Mr. West was much surprised at this communication: but, upon interrogating Mr. Wyatt as to his authority, he found that it was not from the King; and he afterwards discovered that the orders were given at Weymouth by the Queen, the late Earl of Roslyn being present. What was the state of His Majesty's health at that time is now a matter of historical curiosity; but this extraordinary proceeding deserves particular notice. It rendered the studies of the best part of the Artist's life useless, and deprived him of that honourable provision, the fruit of his talents and industry, on which he had counted for the repose of his declining years. For some time it affected him deeply, and he was at a loss what steps to take; at last, however, in reflecting on the marked friendship and favour which the King had always shown him, he addressed to His Majesty a letter, of which the following is a copy of the rough draft, being the only one preserved: I give it verbatim: -
"The following is the Substance of a Letter I had the honour of writing to His Majesty, taken at Weymouth, by the conveyance of Mr. James Wyatt.
"To the King's Most Excellent Majesty.
"Gracious Sire, Newman St. Sept. 26. 1801.

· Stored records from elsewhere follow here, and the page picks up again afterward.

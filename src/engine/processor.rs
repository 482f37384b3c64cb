use super::SceneProject;
use crate::render::{RenderError, RenderSurface};
use crate::scene::command::{CameraUpdate, Command, MeshChanges};
use crate::scene::params::ParamsError;
use crate::scene::{create_entity, MeshSpec};
use glam::Vec3;

#[derive(Debug, thiserror::Error)]
pub enum CommandError {
    #[error("invalid mesh params: {0}")]
    InvalidParams(#[from] ParamsError),
    #[error("render surface: {0}")]
    Render(#[from] RenderError),
}

/// Quantize each axis to the nearest multiple of `step`.
pub(crate) fn snap_to_grid(position: Vec3, step: f32) -> Vec3 {
    (position / step).round() * step
}

impl<S: RenderSurface> SceneProject<S> {
    /// Apply every queued command in submission order. A failing command is
    /// logged and skipped; the rest of the batch still runs. Returns how many
    /// applied cleanly.
    pub fn process_commands(&mut self) -> usize {
        let batch = self.queue.drain();
        if batch.is_empty() {
            return 0;
        }
        let total = batch.len();
        let mut applied = 0;
        for command in batch {
            let kind = command.type_name();
            match self.apply_command(command) {
                Ok(()) => applied += 1,
                Err(err) => log::warn!("Scene '{}': {} failed: {}", self.id, kind, err),
            }
        }
        log::debug!("Scene '{}': applied {}/{} commands", self.id, applied, total);
        applied
    }

    fn apply_command(&mut self, command: Command) -> Result<(), CommandError> {
        match command {
            Command::CreateMesh(spec) => self.create_mesh(spec),
            Command::UpdateMesh { id, changes } => self.update_mesh(&id, changes),
            Command::RemoveMesh { id } => {
                self.remove_mesh(&id);
                Ok(())
            }
            Command::SetCamera(update) => {
                self.set_camera(&update);
                Ok(())
            }
            Command::SplitMerged { id } => self.split_merged(&id),
        }
    }

    /// A colliding id replaces the entity; its proxy is rebuilt in place.
    fn create_mesh(&mut self, spec: MeshSpec) -> Result<(), CommandError> {
        let entity = create_entity(spec)?;
        let id = entity.id.clone();
        if self.store.upsert(entity).is_some() {
            log::debug!("Scene '{}': replaced mesh '{}'", self.id, id);
        } else {
            log::debug!("Scene '{}': created mesh '{}'", self.id, id);
        }

        let Some(runtime) = self.runtime.as_mut() else {
            return Ok(());
        };
        let Some(entity) = self.store.get(&id) else {
            return Ok(());
        };
        runtime.build(entity, &self.store)?;
        if self.selection.contains(&id) {
            self.refresh_selection_visuals();
        }
        Ok(())
    }

    fn update_mesh(&mut self, id: &str, changes: MeshChanges) -> Result<(), CommandError> {
        if !self.store.contains(id) {
            log::debug!("Scene '{}': updateMesh for unknown '{}'", self.id, id);
            return Ok(());
        }
        let parent = match &changes.parent {
            Some(Some(parent)) if self.store.would_create_cycle(id, parent) => {
                log::warn!(
                    "Scene '{}': parent '{}' for '{}' would create a cycle, ignored",
                    self.id,
                    parent,
                    id
                );
                None
            }
            other => other.clone(),
        };
        let position = changes.position.map(|position| {
            if changes.exact_position {
                position
            } else {
                self.snapped_position(position)
            }
        });

        let Some(entity) = self.store.get_mut(id) else {
            return Ok(());
        };
        if let Some(name) = &changes.name {
            entity.name = name.clone();
        }
        if let Some(position) = position {
            entity.position = position;
        }
        if let Some(rotation) = changes.rotation {
            entity.rotation = rotation;
        }
        if let Some(scaling) = changes.scaling {
            entity.scaling = scaling;
        }
        if let Some(material) = changes.material {
            entity.material = material;
        }
        if let Some(parent) = &parent {
            entity.parent = parent.clone();
        }
        let entity = entity.clone();
        log::debug!("Scene '{}': updated mesh '{}'", self.id, id);

        let Some(runtime) = self.runtime.as_mut() else {
            return Ok(());
        };
        if !runtime.contains(id) {
            return Ok(());
        }
        if changes.name.is_some() {
            runtime.set_name(id, &entity.name)?;
        }
        if changes.touches_transform() {
            runtime.push_transform(id, position, changes.rotation, changes.scaling)?;
            self.drag
                .reseed(id, runtime.live_transform(id), changes.scaling.is_some());
        }
        if parent.is_some() {
            runtime.link_parent(&entity, &self.store)?;
        }
        if changes.material.is_some() {
            runtime.apply_material(&entity)?;
        }
        Ok(())
    }

    fn remove_mesh(&mut self, id: &str) {
        if self.selection.contains(id) {
            self.forget_selected(id);
        }
        let disposed = self
            .runtime
            .as_mut()
            .is_some_and(|runtime| runtime.dispose(id, &self.store));
        if self.store.remove(id).is_some() || disposed {
            log::debug!("Scene '{}': removed mesh '{}'", self.id, id);
        }
    }

    fn split_merged(&mut self, id: &str) -> Result<(), CommandError> {
        let Some(params) = self
            .store
            .get(id)
            .filter(|entity| entity.is_merged())
            .and_then(|entity| entity.params.merged())
            .cloned()
        else {
            log::debug!("Scene '{}': '{}' is not a merged group", self.id, id);
            return Ok(());
        };

        for child in &params.merged_ids {
            let restored = params.original_parents.get(child).cloned().flatten();
            let Some(entity) = self.store.get_mut(child) else {
                continue;
            };
            entity.parent = restored;
            let entity = entity.clone();
            if let Some(runtime) = self.runtime.as_mut() {
                if let Err(err) = runtime.link_parent(&entity, &self.store) {
                    log::warn!("Scene '{}': failed to re-link '{}': {}", self.id, child, err);
                }
            }
        }

        self.remove_mesh(id);
        log::debug!(
            "Scene '{}': split '{}' into {} meshes",
            self.id,
            id,
            params.merged_ids.len()
        );
        Ok(())
    }

    fn set_camera(&mut self, update: &CameraUpdate) {
        if let Some(runtime) = self.runtime.as_mut() {
            runtime.surface_mut().set_camera(update);
        } else {
            log::debug!("Scene '{}': setCamera while detached, ignored", self.id);
        }
    }
}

"On the fifteenth of last month Mr. Wyatt signified to me Your Majesty's pleasure, – 'That the pictures by me now painting for His Majesty's chapel at Windsor, should be suspended until further orders.' I feel it a duty I owe to that communication, to lay before Your Majesty, by the return of Mr. Wyatt to Weymouth, a statement of those pictures which I have painted to add to those for the chapel, mentioned in the account I had the honour to transmit to Your Majesty in 1797 by the hands of Mr. Gabriel Mathias. Since that period I have finished three pictures, began several others, and composed the remainder of the subjects for the chapel, on the progress of Revealed Religion, from its commencement to its completion; and the whole arranged with that circumspection from the Four Dispensations, into five-and-thirty compositions, that the most scrupulous amongst the various religious sects in this country, about admitting pictures into churches, must acknowledge them as truths, or the Scriptures fabulous. Those are subjects so replete with dignity, character, and expression, as demanded the historian, the commentator, and the accomplished painter, to bring them into view. Your Majesty's gracious complacency and commands for my pencil on that extensive subject stimulated my humble abilities, and I commenced the work with zeal and enthusiasm. Animated by your commands, gracious Sire, I renewed my professional studies, and burnt my midnight lamp to attain and give that polish at the close of Your Majesty's chapel, which has since marked my subsequent scriptural pictures. Your Majesty's known zeal for promoting religion, and the elegant arts, had enrolled your virtues with all the civilized world; and your gracious protection of my pencil had given to it a celebrity throughout Europe, and spread a knowledge of the great work on Revealed Religion, which my pencil was engaged on, under Your Majesty's patronage: it is that work which all Christendom looks with a complacency for its completion.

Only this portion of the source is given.